I am—have always been, truly—an atheist. Despite wrestling with various gray-scale phases of religiousness over the course of my life, I’ve never made it over that fundamental chasm, the binary yes or no of theism. Even when I desperately wanted to believe, I could never get there.
I like to think I gave Christianity a fair shake. I fell in love with a Christian boy in college who upended my preconceived notions of what that might look like. He was brilliant, kind, and didn’t once when I knew him go to church on a Wednesday. He was the kind of Christian that could make a girl reexamine her stance. There was some compromise on both ends, though. He didn’t believe in sex before marriage, but apparently I was the kind of atheist that could make a boy reexamine his stance, too…
For a long time, we kept the issue mostly compartmentalized from our relationship. Except for the scant few times when I visited his parents’ house—when we prayed before meals and slept in separate bedrooms—it wasn’t an issue. Or, not an issue we talked much about at least.
Towards the end, when we were already falling apart, the question of our differing beliefs became another reason our relationship glue began to rot. He dug in his heels, asked his pastor for advice, and I realized I was going to have to go all-in or walk away. I was young and in love with a brilliant and kind man; walking away never really occurred to me as a viable option.
So in the face of every internal alarm warning me at full volume, I tried to convert. Genuinely, sincerely, earnestly tried. I went to church, I read the Bible and CS Lewis, I prayed, I asked a lot of questions. He had a lot of great answers to my questions, except the one that mattered most: How do you believe in God? Not why, but how?
It was easy for me to understand why he was a Christian; most of the teachings of Christ are a lovely fundamental structure on which to build your choices and behavior. But there’s a lot about Christianity (the only religion I’ve spent any significant time with) that doesn’t make any sense to the person on the pre-jump side of the leap of faith. How do you believe in the supernatural? How do you abandon the burden of proof? How do you accommodate the notion that you must love and follow this invisible, voiceless being above your family, your friends, your beloved? How do you deal with Abraham and Issac?
“I have faith,” he’d answer.
Faith was the one thing I couldn’t grasp. Faith was the one thing I needed to grasp it.
Fucking convenient, that.
I should mention here that this boy grew up with Christianity. This is important. His liberal, hippy parents encouraged a rumspringa of sorts, with the condition that he must attend some kind of religious service every Sunday. “We don’t care where you go, but you must try something!” When he returned to evangelical Christianity (never really having left, mind you), now he could feel like he was returning with enough life experience to feel confident he’d made his own objective choice.

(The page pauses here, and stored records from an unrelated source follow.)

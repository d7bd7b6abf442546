// libs/appointment-cell/src/services/board.rs
use std::collections::HashSet;
use std::sync::atomic::{AtomicBool, Ordering};
use std::sync::{Arc, Mutex, PoisonError, RwLock};

use chrono::{Local, NaiveDate};
use serde_json::Value;
use tracing::{debug, info, instrument, warn};

use reference_cell::{
    normalize_doctor, normalize_patient, FallbackFetchChain, LazyReferenceResolver, ReferenceRole,
};
use shared_models::session::{Role, Session};

use crate::models::{
    AppointmentFilter, AppointmentRow, AppointmentStatus, LoadSummary, NormalizedAppointment,
    TransitionAction, TransitionError,
};
use crate::services::filter::filter;
use crate::services::lifecycle::AppointmentStatusMachine;
use crate::services::normalize::normalize_appointments;
use crate::services::write_back::StatusWriteBack;

type Clock = Arc<dyn Fn() -> NaiveDate + Send + Sync>;

/// The session's working set of appointments plus everything needed to
/// display and transition them.
pub struct AppointmentBoard {
    resolver: Arc<LazyReferenceResolver>,
    chain: FallbackFetchChain,
    write_back: StatusWriteBack,
    machine: AppointmentStatusMachine,
    appointments: RwLock<Vec<NormalizedAppointment>>,
    transitions: Mutex<HashSet<String>>,
    load_lock: tokio::sync::Mutex<()>,
    loaded: AtomicBool,
    degraded: AtomicBool,
    clock: Clock,
}

impl AppointmentBoard {
    pub fn new(resolver: Arc<LazyReferenceResolver>) -> Self {
        let backend = resolver.backend();
        let endpoints = resolver.endpoints().clone();

        Self {
            chain: FallbackFetchChain::new(Arc::clone(&backend), endpoints.clone()),
            write_back: StatusWriteBack::new(backend, endpoints),
            machine: AppointmentStatusMachine::new(),
            appointments: RwLock::new(Vec::new()),
            transitions: Mutex::new(HashSet::new()),
            load_lock: tokio::sync::Mutex::new(()),
            loaded: AtomicBool::new(false),
            degraded: AtomicBool::new(false),
            clock: Arc::new(|| Local::now().date_naive()),
            resolver,
        }
    }

    /// Fixes "today" for check-in rules and date buckets.
    pub fn with_clock(mut self, clock: impl Fn() -> NaiveDate + Send + Sync + 'static) -> Self {
        self.clock = Arc::new(clock);
        self
    }

    pub fn today(&self) -> NaiveDate {
        (self.clock)()
    }

    pub fn resolver(&self) -> &LazyReferenceResolver {
        &self.resolver
    }

    pub fn machine(&self) -> &AppointmentStatusMachine {
        &self.machine
    }

    pub fn is_loaded(&self) -> bool {
        self.loaded.load(Ordering::Acquire)
    }

    pub fn is_degraded(&self) -> bool {
        self.degraded.load(Ordering::Acquire)
    }

    /// Reloads the working set through the fetch chain and warms the
    /// reference caches. An unavailable appointment list leaves an empty,
    /// degraded working set rather than failing.
    ///
    /// Loads never overlap; a caller arriving mid-load waits for it and then
    /// runs its own.
    pub async fn load(&self) -> LoadSummary {
        let _loading = self.load_lock.lock().await;
        self.reload().await
    }

    /// Loads once. Concurrent first callers share a single load; later calls
    /// are no-ops until an explicit `load`.
    pub async fn ensure_loaded(&self) {
        if self.is_loaded() {
            return;
        }

        let _loading = self.load_lock.lock().await;
        if self.is_loaded() {
            debug!("Working set loaded while waiting");
            return;
        }

        self.reload().await;
    }

    #[instrument(skip(self))]
    async fn reload(&self) -> LoadSummary {
        let records = match self.chain.fetch_appointments().await {
            Ok(records) => records,
            Err(e) => {
                warn!("Appointment list unavailable: {}", e);
                self.replace_all(Vec::new(), true);
                return LoadSummary {
                    degraded: true,
                    ..LoadSummary::default()
                };
            }
        };

        let (appointments, skipped) = normalize_appointments(&records);
        self.seed_embedded_references(&records);

        // Embedded patients need no per-identity fallback.
        let patient_refs: Vec<String> = distinct_refs(&appointments, ReferenceRole::Patient)
            .into_iter()
            .filter(|identity| !self.resolver.patients().has(identity))
            .collect();

        let patients = self
            .chain
            .fetch_patients(self.resolver.patients(), &patient_refs)
            .await
            .map(|loaded| loaded.len())
            .unwrap_or_else(|e| {
                warn!("Patient list unavailable, resolving lazily: {}", e);
                0
            });

        let doctors = self
            .chain
            .fetch_doctors(self.resolver.doctors())
            .await
            .map(|loaded| loaded.len())
            .unwrap_or_else(|e| {
                warn!("Doctor list unavailable, resolving lazily: {}", e);
                0
            });

        let summary = LoadSummary {
            appointments: appointments.len(),
            skipped,
            patients,
            doctors,
            degraded: false,
        };

        self.replace_all(appointments, false);
        info!(
            "Loaded {} appointments ({} skipped), {} patients, {} doctors",
            summary.appointments, summary.skipped, summary.patients, summary.doctors
        );

        summary
    }

    pub fn get(&self, identity: &str) -> Option<NormalizedAppointment> {
        self.read()
            .iter()
            .find(|appointment| appointment.identity == identity)
            .cloned()
    }

    pub fn len(&self) -> usize {
        self.read().len()
    }

    pub fn is_empty(&self) -> bool {
        self.len() == 0
    }

    /// Appointments the session may see: its own as patient or doctor, all as admin.
    pub fn visible_to(&self, session: &Session) -> Vec<NormalizedAppointment> {
        self.read()
            .iter()
            .filter(|appointment| is_visible(appointment, session))
            .cloned()
            .collect()
    }

    /// Starts lookups for every patient and doctor the session can see,
    /// without building rows.
    pub fn prefetch_references(&self, session: &Session) {
        let visible = self.visible_to(session);
        for role in [ReferenceRole::Patient, ReferenceRole::Doctor] {
            let refs = distinct_refs(&visible, role);
            self.resolver.prefetch(refs.iter().map(String::as_str), role);
        }
    }

    pub fn search(&self, session: &Session, criteria: &AppointmentFilter) -> Vec<NormalizedAppointment> {
        filter(&self.visible_to(session), criteria, &*self.resolver, self.today())
    }

    /// Filtered rows with resolved names and the session's legal actions.
    pub fn rows(&self, session: &Session, criteria: &AppointmentFilter) -> Vec<AppointmentRow> {
        let today = self.today();
        self.search(session, criteria)
            .into_iter()
            .map(|appointment| self.row_for(appointment, session.role, today))
            .collect()
    }

    pub fn row(&self, identity: &str, session: &Session) -> Option<AppointmentRow> {
        self.get(identity)
            .filter(|appointment| is_visible(appointment, session))
            .map(|appointment| self.row_for(appointment, session.role, self.today()))
    }

    fn row_for(&self, appointment: NormalizedAppointment, role: Role, today: NaiveDate) -> AppointmentRow {
        AppointmentRow {
            patient: self.resolver.resolve_display(&appointment, ReferenceRole::Patient),
            doctor: self.resolver.resolve_display(&appointment, ReferenceRole::Doctor),
            legal_actions: self.machine.legal_actions(&appointment, role, today),
            appointment,
        }
    }

    /// Applies `action` optimistically, writes it back, and rolls back if the
    /// backend refuses. A status reported by the server wins over the local one.
    #[instrument(skip(self, session), fields(user = %session.user_id, role = %session.role))]
    pub async fn transition(
        &self,
        identity: &str,
        action: TransitionAction,
        session: &Session,
        today: NaiveDate,
    ) -> Result<NormalizedAppointment, TransitionError> {
        let _claim = TransitionClaim::acquire(&self.transitions, identity)?;

        let current = self
            .get(identity)
            .filter(|appointment| is_visible(appointment, session))
            .ok_or_else(|| TransitionError::NotFound {
            identity: identity.to_string(),
        })?;

        let optimistic = self.machine.transition(&current, action, session.role, today)?;
        self.set_status(identity, current.status, optimistic.status);
        debug!("Optimistically moved {} from {} to {}", identity, current.status, optimistic.status);

        match self.write_back.write_status(&optimistic, optimistic.status).await {
            Ok(server_status) => {
                let settled = server_status.unwrap_or(optimistic.status);
                if settled != optimistic.status {
                    warn!(
                        "Server reports {} for appointment {} after {}, keeping server value",
                        settled, identity, action
                    );
                    self.set_status(identity, optimistic.status, settled);
                }

                info!("Appointment {} is now {}", identity, settled);
                Ok(optimistic.with_status(settled))
            }
            Err(cause) => {
                self.set_status(identity, optimistic.status, current.status);
                warn!("Rolled appointment {} back to {}: {}", identity, current.status, cause);
                Err(TransitionError::TransitionRejected {
                    identity: identity.to_string(),
                    cause,
                })
            }
        }
    }

    pub fn transition_in_flight(&self, identity: &str) -> bool {
        self.transitions
            .lock()
            .unwrap_or_else(PoisonError::into_inner)
            .contains(identity)
    }

    fn read(&self) -> std::sync::RwLockReadGuard<'_, Vec<NormalizedAppointment>> {
        self.appointments.read().unwrap_or_else(PoisonError::into_inner)
    }

    fn replace_all(&self, appointments: Vec<NormalizedAppointment>, degraded: bool) {
        *self.appointments.write().unwrap_or_else(PoisonError::into_inner) = appointments;
        self.degraded.store(degraded, Ordering::Release);
        self.loaded.store(true, Ordering::Release);
    }

    // Only moves the status if nobody replaced it in the meantime (e.g. a reload).
    fn set_status(&self, identity: &str, expected: AppointmentStatus, next: AppointmentStatus) {
        let mut appointments = self.appointments.write().unwrap_or_else(PoisonError::into_inner);
        if let Some(appointment) = appointments
            .iter_mut()
            .find(|appointment| appointment.identity == identity && appointment.status == expected)
        {
            appointment.status = next;
        }
    }

    // Appointments that embed `patient`/`doctor` objects with names feed the caches directly.
    fn seed_embedded_references(&self, records: &[Value]) {
        for record in records {
            if let Some(patient) = record.get("patient").filter(|v| v.is_object()) {
                if let Ok(patient) = normalize_patient(patient) {
                    self.resolver.patients().upsert_merge(patient);
                }
            }
            if let Some(doctor) = record.get("doctor").filter(|v| v.is_object()) {
                if let Ok(doctor) = normalize_doctor(doctor) {
                    self.resolver.doctors().upsert_merge(doctor);
                }
            }
        }
    }
}

fn is_visible(appointment: &NormalizedAppointment, session: &Session) -> bool {
    match session.role {
        Role::Admin => true,
        Role::Patient => appointment.patient_ref.as_deref() == Some(session.user_id.as_str()),
        Role::Doctor => appointment.doctor_ref.as_deref() == Some(session.user_id.as_str()),
    }
}

fn distinct_refs(appointments: &[NormalizedAppointment], role: ReferenceRole) -> Vec<String> {
    let mut seen = HashSet::new();
    appointments
        .iter()
        .filter_map(|appointment| match role {
            ReferenceRole::Patient => appointment.patient_ref.clone(),
            ReferenceRole::Doctor => appointment.doctor_ref.clone(),
        })
        .filter(|identity| seen.insert(identity.clone()))
        .collect()
}

/// Marks an appointment as having a transition in flight until dropped.
struct TransitionClaim<'a> {
    transitions: &'a Mutex<HashSet<String>>,
    identity: String,
}

impl<'a> TransitionClaim<'a> {
    fn acquire(transitions: &'a Mutex<HashSet<String>>, identity: &str) -> Result<Self, TransitionError> {
        let mut in_flight = transitions.lock().unwrap_or_else(PoisonError::into_inner);
        if !in_flight.insert(identity.to_string()) {
            warn!("Transition already in flight for appointment {}", identity);
            return Err(TransitionError::TransitionInProgress {
                identity: identity.to_string(),
            });
        }

        Ok(Self {
            transitions,
            identity: identity.to_string(),
        })
    }
}

impl Drop for TransitionClaim<'_> {
    fn drop(&mut self) {
        self.transitions
            .lock()
            .unwrap_or_else(PoisonError::into_inner)
            .remove(&self.identity);
    }
}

It makes me angrier now that I have distance from the whole thing, but this flawed logic of his parents, and by extension his flawed logic, provided a convincing enough patch at the time, covering the gaping holes in his story, his alleged rational choosing of Christianity.
Like I said, we fell apart, this boy and I. When we split up, I redoubled my efforts to believe, in a pitiful and misguided effort to get him back. In that vulnerable state, my desperation was so raw that I was in prime condition to make the leap. I searched for meaning in everything—in all the pauses between words, in what we said and didn’t say, missed phone calls, half-smiles, songs on the radio, bald-faced coincidences—I was ready to believe anything that would bring sense and structure back to my life. I needed something external to come in and help me make sense of my world, and I started to go to church without him. I wanted badly to find God in my pain because I didn’t have the coping mechanisms to deal with the chaos and confusion of unexpected grief.
But I couldn’t. I just… could not. Even with the comfort of church, the relief of praying, and the guidance of theologians, I still couldn’t get my mind to accept belief in the supernatural. I went right up to the edge and dangled my feet off the cliff but I couldn’t make the jump.
Gradually with time, I returned to myself. I realized that life is full of things that happen for no reason, and began to find comfort—joy, even—in knowledge that there is no accounting or fairness in my existence. There is nothing keeping score or balancing the good with the bad. We are not owed anything in this life or after, and none of the bad shit or the good shit that happens around you is personal. Letting go of my quest for meaning gave me the freedom to enjoy my life at face-value, instead of constantly trying to fit the ups and downs into a larger pattern of destiny.
I stopped struggling to force an incompatible belief system into my rational brain and finally accepted—albeit reluctantly at first—that skepticism is my default setting.
Something became very apparent to me in those moments of returning clarity. Those that are taught from a young age to believe in God never have to jump across a chasm of reason—they’re raised firmly planted already on the other side. It’s much easier to say that faith will keep you from falling when you don’t have to jump.